In this context, beta-2 Microglobulin (ß2M) is potentially a highly valuable biomarker for this purpose23,24. Established in renal physiology, circulating ß2M levels or ß2M clearances can be used to estimate glomerular filtration rate (GFR)23,25. This characteristic makes it a promising biomarker to quantify overall kidney replacement therapy efficiency, including residual kidney function23,24,25,26. Furthermore, circulating levels of ß2M go beyond kidney function or dialysis efficiency, as ß2M may also serve as a cardiovascular risk marker27, relevant not only for chronic kidney disease patients but also for those with other acute or chronic disease conditions28,29,30,31.
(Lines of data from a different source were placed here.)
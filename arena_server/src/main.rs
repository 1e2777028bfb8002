// Arena server binary.
//
// Usage: arena-server [--config PATH] [--host HOST] [--port PORT]
//                     [--tick-ms MS] [--max-sessions N] [--seed SEED]
//                     [--log-level FILTER]
//
// Defaults: 0.0.0.0:9876, 1 s tick, 9 concurrent sessions.

use std::process::ExitCode;

use arena_server::cli::CliArgs;
use arena_server::logging::init_logging;
use arena_server::server::start_server;
use clap::Parser;
use tracing::{error, info};

fn main() -> ExitCode {
    let args = CliArgs::parse();
    let config = match args.resolve() {
        Ok(config) => config,
        Err(e) => {
            eprintln!("arena-server: {e}");
            return ExitCode::FAILURE;
        }
    };
    init_logging(&config.log_level);

    match start_server(config) {
        Ok((handle, addr)) => {
            info!(%addr, "accepting players");
            handle.wait();
            ExitCode::SUCCESS
        }
        Err(e) => {
            error!(error = %e, "failed to start arena server");
            ExitCode::FAILURE
        }
    }
}
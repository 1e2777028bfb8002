// arena_server: matchmaking server for two-player tic-tac-toe.
//
// Players connect over TCP and wait in a FIFO queue. A scheduler tick pairs
// the two players at the front into a game session, which runs on a worker
// thread until someone wins, the board fills, or a player leaves. Finished
// players go back into the queue: a winner who asks to play again goes to
// the front, a loser to the back, and a drawn pair to the back in random
// order.
//
// Module overview:
// - `board.rs`:        The 3x3 board, placement, and win/full detection.
// - `player.rs`:       `PlayerConnection`, one player's socket, mark, turn
//                      flag, and win streak, with blocking receive and a
//                      non-blocking `probe()` for queued players.
// - `matchmaking.rs`:  `Coordinator`, the shared queue with pairing,
//                      requeueing, queue-position bookkeeping, and the
//                      active-session cap.
// - `session.rs`:      `GameSession`, the per-game state machine.
// - `pool.rs`:         `WorkerPool` that runs sessions.
// - `server.rs`:       Accept thread, scheduler tick, `start_server`.
// - `client.rs`:       `ArenaClient`, used by the `arena-client` binary and
//                      integration tests.
// - `config.rs`, `cli.rs`, `logging.rs`, `error.rs`: ambient plumbing.
//
// Dependencies: `arena_protocol` (message grammar and framing) and
// `arena_prng` (draw-order coin flips).
//
// The server runs as a standalone binary (`main.rs`) or embedded via the
// library API (`start_server`), which is how the tests drive it.

pub mod board;
pub mod cli;
pub mod client;
pub mod config;
pub mod error;
pub mod logging;
pub mod matchmaking;
pub mod player;
pub mod pool;
pub mod server;
pub mod session;

#[cfg(test)]
mod test_support;

pub use config::ServerConfig;
pub use error::{ArenaError, Result};
pub use server::{ServerHandle, start_server};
In this study, our aim was to explore an innovative approach to estimating the equivalent of a continuous dialytic clearance based on circulating levels of ß2M (eCDCß2M). To achieve this, we utilized the dataset from the French HDF study (FRENCHIE trial), which collected plasma/serum samples at various time points during the study and conducted centralized laboratory testing on various biomarkers, including ß2M, as part of the two-year follow-up32. Subsequently, we calculated an equivalent of glomerular filtration rate namely equivalent Continuous Dialytic Clearance (eCDCß2M) based on ß2M concentrations established by the CKD-EPI consortium23,33,34. Additionally, we assessed the effect of this eCDCβ2M equivalent of glomerular filtration rate on patient survival and compared this to conventional urea derived clearances by evaluating the predictive effect on patient survival in ESKD patients treated by both hemodialysis and hemodiafiltration.

Material and methods

Study design: the FRENCHIE trial

This study is a post hoc analysis of the FRENCHIE trial, which was a multicenter prospective randomized trial with open labeling32. The original study enrolled 381 elderly (over 65 years old) prevalent chronic hemodialysis (HD) patients, out of which 286 were studied as they had blood samples stored for post hoc analysis. These patients were divided equally (1:1 ratio) into two groups: one receiving high-flux HD and the other receiving postdilution HDF. The primary endpoint was to assess patient outcome (intradialytic morbidity) according to the dialysis modality from day 30 to day 120. Secondary outcomes included biological markers associated with cardiovascular disease, hospital admissions for any cause and those specifically due to cardiovascular conditions, death from any cause and cardiovascular-related deaths over a two-year follow-up period.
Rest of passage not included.